Many organic compounds containing antimony are known. By distilling an alloy of antimony and sodium with mythyl iodide, mixed with sand, trimethyl stibine, Sb(CH3)3, is obtained; this combines with excess of methyl iodide to form tetramethyl stibonium iodide, Sb(CH3)4I. From this iodide the trimethyl stibine may be obtained by distillation with an alloy of potassium and antimony in a current of carbon dioxide. It is a colourless liquid, slightly soluble in water, and is spontaneously inflammable. The stibonium iodide on treatment with moist silver oxide gives the corresponding tetramethyl stibonium hydroxide, Sb(CH3)4OH, which forms deliquescent crystals, of alkaline reaction, and absorbs carbon dioxide readily. On distilling trimethyl stibine with zinc methyl, antimony tetra-methyl and penta-methyl are formed. Corresponding antimony compounds containing the ethyl group are known, as is also a tri-phenyl stibine, Sb(C6H5)3, which is prepared from antimony trichloride, sodium and monochlorbenzene. See Chung Yu Wang, Antimony (1909).
Antimony in Medicine.—So far back as Basil Valentine and Paracelsus, antimonial preparations were in great vogue as medicinal agents, and came to be so much abused that a prohibition was placed upon their employment by the Paris parlement in 1566. Metallic antimony was utilized to make goblets in which wine was allowed to stand so as to acquire emetic properties, and “everlasting” pills of the metal, supposed to act by contact merely, were administered and recovered for future use after they had fulfilled their purpose. Antimony compounds act as irritants both externally and internally. Tartar emetic (antimony tartrate) when swallowed, acts directly on the wall of the stomach, producing vomiting, and after absorption continues this effect by its action on the medulla. It is a powerful cardiac depressant, diminishing both the force and frequency of the heart’s beat. It depresses respiration, and in large doses lowers temperature. It depresses the nervous system, especially the spinal cord. It is excreted by all the secretions and excretions of the body. Thus as it passes out by the bronchial mucous membrane it increases the amount of secretion and so acts as an expectorant. On the skin its action is that of a diaphoretic, and being also excreted by the bile it acts slightly as a cholagogue. Summed up, its action is that of an irritant, and a cardiac and nervous depressant. But on account of this depressant action it is to be avoided for women and children and rarely used for men.

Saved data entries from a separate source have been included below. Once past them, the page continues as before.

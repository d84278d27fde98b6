//! Save merged weights as safetensors

use anyhow::{bail, Result};
use candle_core::{DType, Tensor};
use log::info;
use safetensors::{serialize_to_file, Dtype as SafeDtype, View};
use std::borrow::Cow;
use std::collections::HashMap;
use std::path::Path;

/// Host copy of a tensor in safetensors layout
pub struct TensorBytes {
    dtype: SafeDtype,
    shape: Vec<usize>,
    bytes: Vec<u8>,
}

impl TensorBytes {
    pub fn from_tensor(tensor: &Tensor) -> Result<Self> {
        let flat = tensor.flatten_all()?;
        let (dtype, bytes) = match tensor.dtype() {
            DType::F32 => (SafeDtype::F32, bytemuck::cast_slice(&flat.to_vec1::<f32>()?).to_vec()),
            DType::F64 => (SafeDtype::F64, bytemuck::cast_slice(&flat.to_vec1::<f64>()?).to_vec()),
            DType::F16 => (
                SafeDtype::F16,
                bytemuck::cast_slice(&flat.to_vec1::<half::f16>()?).to_vec(),
            ),
            DType::BF16 => (
                SafeDtype::BF16,
                bytemuck::cast_slice(&flat.to_vec1::<half::bf16>()?).to_vec(),
            ),
            other => bail!("Unsupported dtype for safetensors: {:?}", other),
        };
        Ok(Self {
            dtype,
            shape: tensor.dims().to_vec(),
            bytes,
        })
    }
}

impl View for &TensorBytes {
    fn dtype(&self) -> SafeDtype {
        self.dtype
    }

    fn shape(&self) -> &[usize] {
        &self.shape
    }

    fn data(&self) -> Cow<[u8]> {
        Cow::Borrowed(&self.bytes)
    }

    fn data_len(&self) -> usize {
        self.bytes.len()
    }
}

/// Write `tensors` to `output_path`, sorted by key, with `metadata` in the header.
pub fn save_merged(
    tensors: &HashMap<String, Tensor>,
    output_path: &Path,
    metadata: HashMap<String, String>,
) -> Result<()> {
    let mut converted: Vec<(&str, TensorBytes)> = Vec::with_capacity(tensors.len());
    for (key, tensor) in tensors {
        converted.push((key.as_str(), TensorBytes::from_tensor(tensor)?));
    }
    converted.sort_by(|(a, _), (b, _)| a.cmp(b));

    let views: Vec<(&str, &TensorBytes)> = converted.iter().map(|(k, v)| (*k, v)).collect();
    let metadata = if metadata.is_empty() { None } else { Some(metadata) };
    serialize_to_file(views, &metadata, output_path)?;

    info!("Saved {} tensors to {:?}", converted.len(), output_path);
    Ok(())
}
//! Error type for adapter network operations

/// Error type for adapter network operations
#[derive(thiserror::Error, Debug)]
pub enum NetworkError {
    #[error("Shape mismatch for {what}: expected {expected:?}, got {actual:?}")]
    Shape {
        what: String,
        expected: Vec<usize>,
        actual: Vec<usize>,
    },
    #[error("Numerical failure in block {block}: {reason}")]
    Numerical { block: usize, reason: String },
    #[error("Invalid adapter configuration: {0}")]
    Configuration(String),
    #[error(transparent)]
    Candle(#[from] candle_core::Error),
}

impl NetworkError {
    pub(crate) fn shape(what: impl Into<String>, expected: &[usize], actual: &[usize]) -> Self {
        NetworkError::Shape {
            what: what.into(),
            expected: expected.to_vec(),
            actual: actual.to_vec(),
        }
    }
}

pub type Result<T> = std::result::Result<T, NetworkError>;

Toxicology.—Antimony is one of the “protoplasmic” poisons, directly lethal to all living matter. In acute poisoning by it the symptoms are almost identical with those of arsenical poisoning, which is much commoner (See Arsenic). The post-mortem appearances are also very similar, but the gastro-intestinal irritation is much less marked and inflammation of the lungs is more commonly seen. If the patient is not already vomiting freely the treatment is to use the stomach-pump, or give sulphate of zinc (gr. 10–30) by the mouth or apomorphine (gr. 120 – 110) subcutaneously. Frequent doses of a teaspoonful of tannin dissolved in water should be administered, together with strong tea and coffee and mucilaginous fluids. Stimulants may be given subcutaneously, and the patient should be placed in bed between warm blankets with hot-water bottles. Chronic poisoning by antimony is very rare, but resembles in essentials chronic poisoning by arsenic. In its medico-legal aspects antimonial poisoning is of little and lessening importance.